Materials identification
This study aimed to prepare a new form of T2-weighted MRI contrast agent with good biocompatibility and high saturation magnetization. The layer structure can limit the space of the magnetic material and optimize magnetic efficiency. For this reason, coating layered ceramic materials, such as MTT with magnetic nanoparticles (such as FePt or iron oxide NPs) can increase the saturation magnetization and reduce the coercive force. The primary reason is that the NPs are subjected to uniaxial compression stress at a vertical angle to the MMT layer. The resulting mechanical stress causes the magnetic dipoles of the NPs to rearrange and makes them parallel to the direction of the compressive stress. Therefore, the saturation magnetization follows the magnetization direction and enhances the magnetic flux, as shown in Figure S1a. However, as a candidate for the T2 contrast agent, iron oxide has the drawback of being prone to corrosion and degradation in unpredictable biochemical environments. FePt NPs have good biocompatibility, high chemical and physical stability, and a low cost to increase the saturation magnetization via co-synthetic nanocomposites. They can be integrated with MMT to achieve a high adsorption performance of the drug. In this study, bulk MMT material was first processed via CTAB and ultrasound to produce a layered structure. To observe the surface morphology of CTAB-modified MMT, scanning electron microscopy (SEM) was used to evaluate the form of the particles (Figure S1b). It was determined from the low-magnification images that the MMT material is evenly distributed in a layered structure after modification. Since the CTAB polymer needs to be removed from MMT, the calcining process converts CTAB to CO2. After an evaluation with thermogravimetric analysis (TGA), it was confirmed that CTAB was dismissed at 500 degrees (Figure S1c). An X-ray powder diffractometer (XRD) was used to analyze the crystal structure of the MMT and CTAB-modified MMT, as shown in Figure S1d.
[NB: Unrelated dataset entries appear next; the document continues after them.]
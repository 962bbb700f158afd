//! Fallback artifacts for failed units.

use crate::research::context::RunContext;
use std::sync::Arc;

/// Placeholder written in place of a failed unit's artifact.
pub const DEFAULT_FALLBACK_SENTINEL: &str = "Information unavailable.";

/// Writes a sentinel artifact for a unit that failed so synthesis can
/// proceed without it.
#[derive(Debug, Clone)]
pub struct FallbackRecorder {
    sentinel: Arc<str>,
}

impl Default for FallbackRecorder {
    fn default() -> Self {
        Self::new(DEFAULT_FALLBACK_SENTINEL)
    }
}

impl FallbackRecorder {
    pub fn new(sentinel: impl Into<Arc<str>>) -> Self {
        Self {
            sentinel: sentinel.into(),
        }
    }

    pub fn sentinel(&self) -> &str {
        &self.sentinel
    }

    /// Write the sentinel at `state_key` and persist the session.
    ///
    /// Never fails. The in-memory write always lands; a persistence error is
    /// logged and swallowed.
    pub async fn record(&self, state_key: &str, ctx: &RunContext) {
        ctx.state()
            .set(state_key, serde_json::Value::String(self.sentinel.to_string()));

        let Some(session) = ctx.session() else {
            return;
        };

        if let Err(e) = session.persist(ctx.state()).await {
            tracing::warn!(
                state_key,
                branch = %ctx.branch(),
                session_id = %session.scope().session_id,
                error = %e,
                "Failed to persist fallback state"
            );
        }
    }
}

#[cfg(test)]
mod tests {
    use super::*;
    use crate::research::state::{InMemoryStateStore, SharedState, StateStore};
    use crate::types::{AppError, Result, SessionScope, StateMap};
    use async_trait::async_trait;

    struct BrokenStore;

    #[async_trait]
    impl StateStore for BrokenStore {
        async fn get(&self, _scope: &SessionScope) -> Result<Option<StateMap>> {
            Err(AppError::Persistence("offline".to_string()))
        }

        async fn update(&self, _scope: &SessionScope, _state: StateMap) -> Result<()> {
            Err(AppError::Persistence("offline".to_string()))
        }
    }

    fn scope() -> SessionScope {
        SessionScope::new("advisor", "u1", "s1")
    }

    #[tokio::test]
    async fn test_record_without_session_updates_memory_only() {
        let ctx = RunContext::new(SharedState::new());
        FallbackRecorder::default()
            .record("app:research_news", &ctx)
            .await;

        assert_eq!(
            ctx.state().get_str("app:research_news").as_deref(),
            Some(DEFAULT_FALLBACK_SENTINEL)
        );
    }

    #[tokio::test]
    async fn test_record_persists_through_store() {
        let store = Arc::new(InMemoryStateStore::new());
        let ctx = RunContext::new(SharedState::new()).with_session(scope(), store.clone());

        FallbackRecorder::new("n/a").record("app:research_technical", &ctx).await;

        let persisted = store.get(&scope()).await.unwrap().unwrap();
        assert_eq!(persisted["app:research_technical"], "n/a");
    }

    #[tokio::test]
    async fn test_persistence_failure_is_swallowed() {
        let ctx = RunContext::new(SharedState::new()).with_session(scope(), Arc::new(BrokenStore));

        FallbackRecorder::default()
            .record("app:research_memory", &ctx)
            .await;

        assert!(ctx.state().contains("app:research_memory"));
    }
}
//! Query routing: text to intent, intent to capability units.

pub mod classifier;
pub mod intent;
pub mod keywords;
pub mod selector;

pub use classifier::{ClassificationSource, LlmIntentClassifier};
pub use intent::{classify, Intent};
pub use selector::{
    apply_mode, select, targeted, RoutingDecision, RoutingPolicy, Selector, Toggles, WorkflowMode,
};
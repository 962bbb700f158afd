//! Language-model seam.
//!
//! Calling a model is owned by the outer service; this crate only needs a
//! narrow [`LLMClient`] trait so the routing layer can ask a model to
//! classify a query when the keyword heuristics come up empty.

/// Core LLM client trait.
pub mod client;

pub use client::LLMClient;
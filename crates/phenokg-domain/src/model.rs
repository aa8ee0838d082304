//! Value types of the cohort model

use crate::triple::Term;
use std::fmt;

/// Identifier of a cohort record
///
/// Always a non-empty string of ASCII digits; JSON integers are converted
/// to their decimal form before construction.
#[derive(Debug, Clone, PartialEq, Eq, Hash, PartialOrd, Ord)]
pub struct CohortId(String);

impl CohortId {
    /// Create a cohort id, rejecting anything that is not all digits
    pub fn new(id: impl Into<String>) -> Option<Self> {
        let id = id.into();
        let id = id.trim().to_string();
        if !id.is_empty() && id.chars().all(|c| c.is_ascii_digit()) {
            Some(Self(id))
        } else {
            None
        }
    }

    /// The id as a string
    pub fn as_str(&self) -> &str {
        &self.0
    }

    /// Scope token used for per-cohort node names, e.g. `Cohort42`
    pub fn scope(&self) -> String {
        format!("Cohort{}", self.0)
    }

    /// The cohort node, `:Cohort{id}`
    pub fn term(&self) -> Term {
        Term::local(&self.scope())
    }
}

impl fmt::Display for CohortId {
    fn fmt(&self, f: &mut fmt::Formatter<'_>) -> fmt::Result {
        f.write_str(&self.0)
    }
}

impl std::str::FromStr for CohortId {
    type Err = String;

    fn from_str(s: &str) -> Result<Self, Self::Err> {
        Self::new(s).ok_or_else(|| format!("Invalid cohort id: {}", s))
    }
}

/// Temporal qualifier recognized in cohort titles
#[derive(Debug, Clone, Copy, PartialEq, Eq, Hash)]
pub enum TemporalConstraint {
    /// "Earliest event"
    EarliestEvent,

    /// "First occurrence"
    FirstOccurrence,

    /// "Latest event"
    LatestEvent,

    /// "Initial diagnosis"
    InitialDiagnosis,
}

impl TemporalConstraint {
    /// All constraints, in matching order
    pub const ALL: [TemporalConstraint; 4] = [
        TemporalConstraint::EarliestEvent,
        TemporalConstraint::FirstOccurrence,
        TemporalConstraint::LatestEvent,
        TemporalConstraint::InitialDiagnosis,
    ];

    /// Canonical phrase, used as the label
    pub fn label(&self) -> &'static str {
        match self {
            TemporalConstraint::EarliestEvent => "Earliest event",
            TemporalConstraint::FirstOccurrence => "First occurrence",
            TemporalConstraint::LatestEvent => "Latest event",
            TemporalConstraint::InitialDiagnosis => "Initial diagnosis",
        }
    }

    /// CamelCase token used in the node name
    pub fn token(&self) -> &'static str {
        match self {
            TemporalConstraint::EarliestEvent => "EarliestEvent",
            TemporalConstraint::FirstOccurrence => "FirstOccurrence",
            TemporalConstraint::LatestEvent => "LatestEvent",
            TemporalConstraint::InitialDiagnosis => "InitialDiagnosis",
        }
    }

    /// The constraint node, e.g. `:Temporal_EarliestEvent`
    pub fn term(&self) -> Term {
        Term::local(&format!("Temporal_{}", self.token()))
    }

    /// Parse a phrase, ignoring case
    pub fn parse(phrase: &str) -> Option<Self> {
        let phrase = phrase.trim();
        Self::ALL
            .into_iter()
            .find(|c| c.label().eq_ignore_ascii_case(phrase))
    }
}

/// Flags carried by a concept set expression item
#[derive(Debug, Clone, Copy, Default, PartialEq, Eq)]
pub struct InclusionFlags {
    /// The concept (and its descendants) is excluded from the cohort
    pub is_excluded: bool,

    /// Descendant concepts in the hierarchy are included
    pub include_descendants: bool,

    /// Mapped concepts from other vocabularies are included
    pub include_mapped: bool,
}

impl InclusionFlags {
    /// Human-readable comments describing the flags
    pub fn comments(&self) -> Vec<&'static str> {
        let mut comments = Vec::with_capacity(3);
        if self.is_excluded {
            comments.push("Excludes concept and its descendants from the cohort");
        } else {
            comments.push("Includes concept in the cohort");
        }
        if self.include_descendants {
            comments.push("Includes all descendant concepts in the hierarchy");
        }
        if self.include_mapped {
            comments.push("Includes mapped concepts from other vocabularies");
        }
        comments
    }
}

#[cfg(test)]
mod tests {
    use super::*;

    #[test]
    fn test_cohort_id_accepts_digits() {
        let id = CohortId::new("42").unwrap();
        assert_eq!(id.as_str(), "42");
        assert_eq!(id.term().to_string(), ":Cohort42");
        assert_eq!(id.scope(), "Cohort42");
    }

    #[test]
    fn test_cohort_id_rejects_non_digits() {
        assert!(CohortId::new("").is_none());
        assert!(CohortId::new("4a").is_none());
        assert!(CohortId::new("-1").is_none());
        assert!("x".parse::<CohortId>().is_err());
    }

    #[test]
    fn test_cohort_id_trims() {
        assert_eq!(CohortId::new(" 7 ").unwrap().as_str(), "7");
    }

    #[test]
    fn test_temporal_parse_ignores_case() {
        assert_eq!(
            TemporalConstraint::parse("EARLIEST EVENT"),
            Some(TemporalConstraint::EarliestEvent)
        );
        assert_eq!(
            TemporalConstraint::parse("initial diagnosis"),
            Some(TemporalConstraint::InitialDiagnosis)
        );
        assert_eq!(TemporalConstraint::parse("last event"), None);
    }

    #[test]
    fn test_temporal_term() {
        assert_eq!(
            TemporalConstraint::FirstOccurrence.term().to_string(),
            ":Temporal_FirstOccurrence"
        );
    }

    #[test]
    fn test_inclusion_comments() {
        let flags = InclusionFlags {
            is_excluded: true,
            include_descendants: true,
            include_mapped: false,
        };
        assert_eq!(
            flags.comments(),
            vec![
                "Excludes concept and its descendants from the cohort",
                "Includes all descendant concepts in the hierarchy",
            ]
        );
        assert_eq!(InclusionFlags::default().comments(), vec!["Includes concept in the cohort"]);
    }
}
//! Gatekeeper configuration

use crate::GatekeeperError;
use serde::{Deserialize, Serialize};

/// Configuration for field validation rules
#[derive(Debug, Clone, PartialEq, Serialize, Deserialize)]
#[serde(default)]
pub struct ValidationConfig {
    /// Names shorter than this (in characters) produce a warning
    pub min_name_length: usize,

    /// Names longer than this (in characters) are an error
    pub max_name_length: usize,

    /// Run the content checks on text fields (warnings only)
    pub check_perspectives: bool,

    /// Clinical descriptions shorter than this produce a perspective warning
    pub min_description_length: usize,
}

impl Default for ValidationConfig {
    fn default() -> Self {
        Self {
            min_name_length: 3,
            max_name_length: 512,
            check_perspectives: true,
            min_description_length: 50,
        }
    }
}

impl ValidationConfig {
    /// Create a permissive configuration (structural checks only)
    pub fn permissive() -> Self {
        Self {
            min_name_length: 1,
            max_name_length: 4096,
            check_perspectives: false,
            min_description_length: 0,
        }
    }

    /// Create a strict configuration
    pub fn strict() -> Self {
        Self {
            min_name_length: 10,
            max_name_length: 256,
            check_perspectives: true,
            min_description_length: 100,
        }
    }

    /// Parse from TOML
    pub fn from_toml(content: &str) -> Result<Self, GatekeeperError> {
        let config: Self = toml::from_str(content)?;
        config.validate()?;
        Ok(config)
    }

    /// Validate the configuration
    pub fn validate(&self) -> Result<(), GatekeeperError> {
        if self.max_name_length == 0 {
            return Err(GatekeeperError::Config(
                "max_name_length must be greater than 0".to_string(),
            ));
        }
        if self.min_name_length > self.max_name_length {
            return Err(GatekeeperError::Config(format!(
                "min_name_length ({}) exceeds max_name_length ({})",
                self.min_name_length, self.max_name_length
            )));
        }
        Ok(())
    }
}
The measured data were then compared with the MMT standard map (JCPDS 29-1498). The comparison showed that the MMT modified by CTAB has higher characteristic diffraction peaks than the pure MMT at 8.9, 19.6, 34.9, and 61.7 degrees. This indicated that the MMT modified by CTAB is superior in crystallinity to pure MMT. In addition to the diffraction peaks of MMT, various other diffraction peaks can be seen, caused by impurities (quartz, muscovite, and feldspar). Functional groups on the surface of MMT and CTAB-modified MMT were analyzed via Fourier transform infrared spectrometry (FTIR). As seen in Figure S1e, after the surface modification of CTAB, the stretching of the Si-O bond results in a change in the absorption peak at 1033 cm− 1, and the absorption band is stretched at 2820 − 2960 cm− 1, corresponding to the C-H bond. The peak at 1440 cm− 1 on the MMR corresponds to the bending of the C-H bond, which indicates that long-chain alkyl groups are present in the CTAB of the CTAB-modified MMT.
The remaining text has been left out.